** Assignment **
Set out each line from the following listing that includes the word "pdftoppm".

════════════════════

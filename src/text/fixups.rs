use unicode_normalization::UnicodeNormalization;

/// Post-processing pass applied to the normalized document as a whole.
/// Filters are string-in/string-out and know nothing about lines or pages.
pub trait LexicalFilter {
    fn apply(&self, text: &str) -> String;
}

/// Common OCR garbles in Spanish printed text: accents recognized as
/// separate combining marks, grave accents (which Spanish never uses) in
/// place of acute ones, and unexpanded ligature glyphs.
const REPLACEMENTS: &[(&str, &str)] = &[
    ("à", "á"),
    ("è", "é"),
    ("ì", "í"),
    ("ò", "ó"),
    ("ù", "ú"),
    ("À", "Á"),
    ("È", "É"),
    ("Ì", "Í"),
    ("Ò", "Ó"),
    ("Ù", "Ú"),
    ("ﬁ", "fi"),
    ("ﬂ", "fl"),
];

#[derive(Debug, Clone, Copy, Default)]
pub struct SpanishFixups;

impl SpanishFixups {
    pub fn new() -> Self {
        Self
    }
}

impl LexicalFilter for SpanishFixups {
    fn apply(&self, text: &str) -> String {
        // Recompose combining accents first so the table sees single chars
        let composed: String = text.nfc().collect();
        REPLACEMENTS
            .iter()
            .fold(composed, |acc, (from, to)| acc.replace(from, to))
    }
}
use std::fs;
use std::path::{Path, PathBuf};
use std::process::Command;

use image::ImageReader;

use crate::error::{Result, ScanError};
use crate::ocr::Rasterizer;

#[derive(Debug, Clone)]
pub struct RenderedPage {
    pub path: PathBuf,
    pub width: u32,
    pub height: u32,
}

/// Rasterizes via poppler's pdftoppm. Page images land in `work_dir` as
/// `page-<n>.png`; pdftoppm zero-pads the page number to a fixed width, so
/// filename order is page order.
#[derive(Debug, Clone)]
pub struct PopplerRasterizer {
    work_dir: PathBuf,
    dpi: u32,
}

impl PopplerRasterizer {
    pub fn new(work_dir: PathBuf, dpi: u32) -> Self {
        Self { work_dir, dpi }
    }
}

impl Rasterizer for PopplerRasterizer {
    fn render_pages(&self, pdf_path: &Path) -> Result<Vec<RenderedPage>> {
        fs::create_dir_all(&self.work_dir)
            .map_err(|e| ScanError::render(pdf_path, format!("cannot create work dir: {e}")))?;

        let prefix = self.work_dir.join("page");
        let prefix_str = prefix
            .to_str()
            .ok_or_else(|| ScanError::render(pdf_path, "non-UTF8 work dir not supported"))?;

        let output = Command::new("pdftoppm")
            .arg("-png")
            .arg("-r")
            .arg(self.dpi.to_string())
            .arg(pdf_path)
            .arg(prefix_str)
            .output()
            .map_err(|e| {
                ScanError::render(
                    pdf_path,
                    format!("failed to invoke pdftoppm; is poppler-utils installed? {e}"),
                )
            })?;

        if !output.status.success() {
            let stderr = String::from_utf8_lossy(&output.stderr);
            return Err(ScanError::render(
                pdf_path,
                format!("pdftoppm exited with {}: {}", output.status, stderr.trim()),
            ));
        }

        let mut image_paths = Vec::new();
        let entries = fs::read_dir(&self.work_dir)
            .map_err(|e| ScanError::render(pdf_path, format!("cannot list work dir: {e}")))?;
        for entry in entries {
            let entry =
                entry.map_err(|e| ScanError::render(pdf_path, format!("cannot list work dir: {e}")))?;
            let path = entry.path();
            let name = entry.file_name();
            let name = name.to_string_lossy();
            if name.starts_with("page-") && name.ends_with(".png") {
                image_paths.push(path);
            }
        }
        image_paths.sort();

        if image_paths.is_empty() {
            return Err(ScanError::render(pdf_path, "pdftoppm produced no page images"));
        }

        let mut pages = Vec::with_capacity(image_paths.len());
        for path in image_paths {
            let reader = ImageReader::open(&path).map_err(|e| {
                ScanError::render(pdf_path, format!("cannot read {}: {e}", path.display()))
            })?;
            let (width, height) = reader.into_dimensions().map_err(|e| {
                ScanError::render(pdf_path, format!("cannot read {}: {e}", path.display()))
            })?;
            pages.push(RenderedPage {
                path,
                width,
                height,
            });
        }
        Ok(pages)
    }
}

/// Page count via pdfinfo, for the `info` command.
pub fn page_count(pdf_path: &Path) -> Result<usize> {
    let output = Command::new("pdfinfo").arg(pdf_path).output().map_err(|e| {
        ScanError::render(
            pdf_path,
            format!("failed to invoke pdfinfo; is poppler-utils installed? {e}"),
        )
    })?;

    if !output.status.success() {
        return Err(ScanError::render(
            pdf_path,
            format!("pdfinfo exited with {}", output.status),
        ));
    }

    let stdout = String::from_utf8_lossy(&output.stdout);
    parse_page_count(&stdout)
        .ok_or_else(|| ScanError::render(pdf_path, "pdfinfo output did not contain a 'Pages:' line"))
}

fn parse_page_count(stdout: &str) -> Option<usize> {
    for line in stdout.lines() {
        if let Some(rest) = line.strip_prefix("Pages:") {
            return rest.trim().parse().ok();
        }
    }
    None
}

════════════════════

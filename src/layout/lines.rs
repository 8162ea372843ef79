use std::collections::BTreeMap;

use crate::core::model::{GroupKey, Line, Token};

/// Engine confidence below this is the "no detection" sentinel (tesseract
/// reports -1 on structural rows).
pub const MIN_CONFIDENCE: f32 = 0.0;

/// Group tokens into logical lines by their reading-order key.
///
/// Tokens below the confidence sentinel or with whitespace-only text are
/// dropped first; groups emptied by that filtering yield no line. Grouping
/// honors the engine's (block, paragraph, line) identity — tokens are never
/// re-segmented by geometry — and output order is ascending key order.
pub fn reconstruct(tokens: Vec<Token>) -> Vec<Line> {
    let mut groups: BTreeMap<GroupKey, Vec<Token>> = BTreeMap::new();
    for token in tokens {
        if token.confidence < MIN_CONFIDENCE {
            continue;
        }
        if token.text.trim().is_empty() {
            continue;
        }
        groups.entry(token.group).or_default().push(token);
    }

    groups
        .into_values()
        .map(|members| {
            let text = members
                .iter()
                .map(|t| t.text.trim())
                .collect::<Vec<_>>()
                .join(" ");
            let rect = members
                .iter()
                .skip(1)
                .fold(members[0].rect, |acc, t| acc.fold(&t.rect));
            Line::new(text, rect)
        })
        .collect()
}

════════════════════

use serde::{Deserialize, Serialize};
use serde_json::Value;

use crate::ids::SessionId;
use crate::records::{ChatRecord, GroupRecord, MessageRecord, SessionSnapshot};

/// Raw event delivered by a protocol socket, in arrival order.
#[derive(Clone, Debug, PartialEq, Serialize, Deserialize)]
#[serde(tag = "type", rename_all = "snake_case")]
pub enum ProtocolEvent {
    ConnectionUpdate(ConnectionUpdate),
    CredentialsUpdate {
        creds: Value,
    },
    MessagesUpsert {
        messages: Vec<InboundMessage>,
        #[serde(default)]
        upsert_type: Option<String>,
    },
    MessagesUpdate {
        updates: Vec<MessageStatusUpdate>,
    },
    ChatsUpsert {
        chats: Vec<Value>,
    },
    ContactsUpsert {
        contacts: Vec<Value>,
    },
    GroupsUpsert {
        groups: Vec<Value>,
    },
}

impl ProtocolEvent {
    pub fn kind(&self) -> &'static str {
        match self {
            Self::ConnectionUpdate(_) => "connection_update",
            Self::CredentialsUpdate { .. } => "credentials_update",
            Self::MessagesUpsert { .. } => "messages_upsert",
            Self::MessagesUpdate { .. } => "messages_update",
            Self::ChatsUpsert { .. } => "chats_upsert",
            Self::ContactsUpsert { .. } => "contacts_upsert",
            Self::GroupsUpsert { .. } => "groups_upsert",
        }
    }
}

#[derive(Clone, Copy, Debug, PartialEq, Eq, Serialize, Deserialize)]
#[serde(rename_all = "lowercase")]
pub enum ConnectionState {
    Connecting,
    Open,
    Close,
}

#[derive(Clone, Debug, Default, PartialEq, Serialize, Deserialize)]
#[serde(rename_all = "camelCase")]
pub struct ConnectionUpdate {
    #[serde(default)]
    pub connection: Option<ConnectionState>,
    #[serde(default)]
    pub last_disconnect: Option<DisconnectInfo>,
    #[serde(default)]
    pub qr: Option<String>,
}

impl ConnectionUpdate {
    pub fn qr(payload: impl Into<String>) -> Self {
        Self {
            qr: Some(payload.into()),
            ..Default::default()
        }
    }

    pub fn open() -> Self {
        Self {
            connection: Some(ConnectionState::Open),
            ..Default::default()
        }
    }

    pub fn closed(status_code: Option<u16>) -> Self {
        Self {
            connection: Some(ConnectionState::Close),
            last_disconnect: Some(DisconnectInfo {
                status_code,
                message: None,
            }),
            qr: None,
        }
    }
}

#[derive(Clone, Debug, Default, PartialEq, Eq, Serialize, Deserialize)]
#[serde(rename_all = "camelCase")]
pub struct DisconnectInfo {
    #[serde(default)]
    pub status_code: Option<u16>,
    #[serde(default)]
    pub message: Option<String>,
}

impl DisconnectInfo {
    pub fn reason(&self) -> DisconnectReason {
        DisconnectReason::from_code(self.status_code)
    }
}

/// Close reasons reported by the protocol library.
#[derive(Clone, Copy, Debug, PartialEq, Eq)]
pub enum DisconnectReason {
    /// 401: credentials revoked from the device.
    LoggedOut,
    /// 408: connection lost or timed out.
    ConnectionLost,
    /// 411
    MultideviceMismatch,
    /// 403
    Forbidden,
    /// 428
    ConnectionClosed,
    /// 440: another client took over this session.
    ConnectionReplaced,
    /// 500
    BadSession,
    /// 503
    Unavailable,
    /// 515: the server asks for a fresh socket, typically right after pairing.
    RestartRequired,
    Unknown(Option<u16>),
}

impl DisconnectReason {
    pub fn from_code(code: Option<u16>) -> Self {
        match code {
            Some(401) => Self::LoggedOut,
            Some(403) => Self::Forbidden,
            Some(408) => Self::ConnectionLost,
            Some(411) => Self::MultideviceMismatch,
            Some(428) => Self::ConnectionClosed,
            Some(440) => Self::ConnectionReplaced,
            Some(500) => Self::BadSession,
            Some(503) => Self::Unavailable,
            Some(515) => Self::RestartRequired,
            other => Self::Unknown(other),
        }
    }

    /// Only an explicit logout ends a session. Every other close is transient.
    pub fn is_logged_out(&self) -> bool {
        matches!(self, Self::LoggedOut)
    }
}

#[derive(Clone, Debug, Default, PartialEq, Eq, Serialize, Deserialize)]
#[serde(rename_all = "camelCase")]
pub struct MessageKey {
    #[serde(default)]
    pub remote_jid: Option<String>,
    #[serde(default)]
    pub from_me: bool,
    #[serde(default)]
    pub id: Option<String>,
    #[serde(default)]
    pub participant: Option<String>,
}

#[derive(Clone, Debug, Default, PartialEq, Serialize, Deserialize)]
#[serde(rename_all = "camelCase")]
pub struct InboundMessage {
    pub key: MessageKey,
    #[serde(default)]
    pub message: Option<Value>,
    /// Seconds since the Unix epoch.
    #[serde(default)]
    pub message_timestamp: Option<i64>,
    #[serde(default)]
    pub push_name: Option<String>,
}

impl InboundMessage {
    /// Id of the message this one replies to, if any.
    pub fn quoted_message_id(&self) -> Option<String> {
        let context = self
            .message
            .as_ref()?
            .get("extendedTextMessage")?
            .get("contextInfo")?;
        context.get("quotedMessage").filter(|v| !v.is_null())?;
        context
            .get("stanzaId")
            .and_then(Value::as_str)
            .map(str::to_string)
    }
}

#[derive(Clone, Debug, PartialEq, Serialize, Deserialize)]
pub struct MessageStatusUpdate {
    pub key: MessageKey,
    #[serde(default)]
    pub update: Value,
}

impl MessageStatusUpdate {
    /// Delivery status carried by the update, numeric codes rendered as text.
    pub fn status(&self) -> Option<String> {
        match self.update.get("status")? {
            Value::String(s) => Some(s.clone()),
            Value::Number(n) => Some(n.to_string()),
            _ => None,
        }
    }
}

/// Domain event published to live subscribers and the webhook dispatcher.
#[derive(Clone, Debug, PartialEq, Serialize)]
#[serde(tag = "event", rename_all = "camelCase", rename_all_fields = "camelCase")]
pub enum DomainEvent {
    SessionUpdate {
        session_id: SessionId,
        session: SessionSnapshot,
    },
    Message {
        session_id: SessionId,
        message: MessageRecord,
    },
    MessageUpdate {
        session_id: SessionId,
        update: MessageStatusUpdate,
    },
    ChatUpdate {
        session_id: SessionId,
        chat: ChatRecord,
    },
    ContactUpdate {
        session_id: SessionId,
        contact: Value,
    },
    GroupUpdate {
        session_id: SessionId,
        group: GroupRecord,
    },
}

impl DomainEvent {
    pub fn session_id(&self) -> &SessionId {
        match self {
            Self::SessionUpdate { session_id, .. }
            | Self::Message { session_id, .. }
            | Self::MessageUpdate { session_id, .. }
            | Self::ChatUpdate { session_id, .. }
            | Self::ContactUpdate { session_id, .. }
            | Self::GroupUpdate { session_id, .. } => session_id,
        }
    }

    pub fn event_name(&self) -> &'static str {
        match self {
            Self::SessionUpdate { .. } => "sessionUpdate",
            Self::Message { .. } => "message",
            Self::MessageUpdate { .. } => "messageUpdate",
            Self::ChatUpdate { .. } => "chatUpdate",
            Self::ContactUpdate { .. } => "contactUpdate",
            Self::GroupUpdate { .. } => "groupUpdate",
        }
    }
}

════════════════════

** Exercise result **
/// Rasterizes via poppler's pdftoppm. Page images land in `work_dir` as
/// `page-<n>.png`; pdftoppm zero-pads the page number to a fixed width, so
        let output = Command::new("pdftoppm")
                    format!("failed to invoke pdftoppm; is poppler-utils installed? {e}"),
                format!("pdftoppm exited with {}: {}", output.status, stderr.trim()),
            return Err(ScanError::render(pdf_path, "pdftoppm produced no page images"));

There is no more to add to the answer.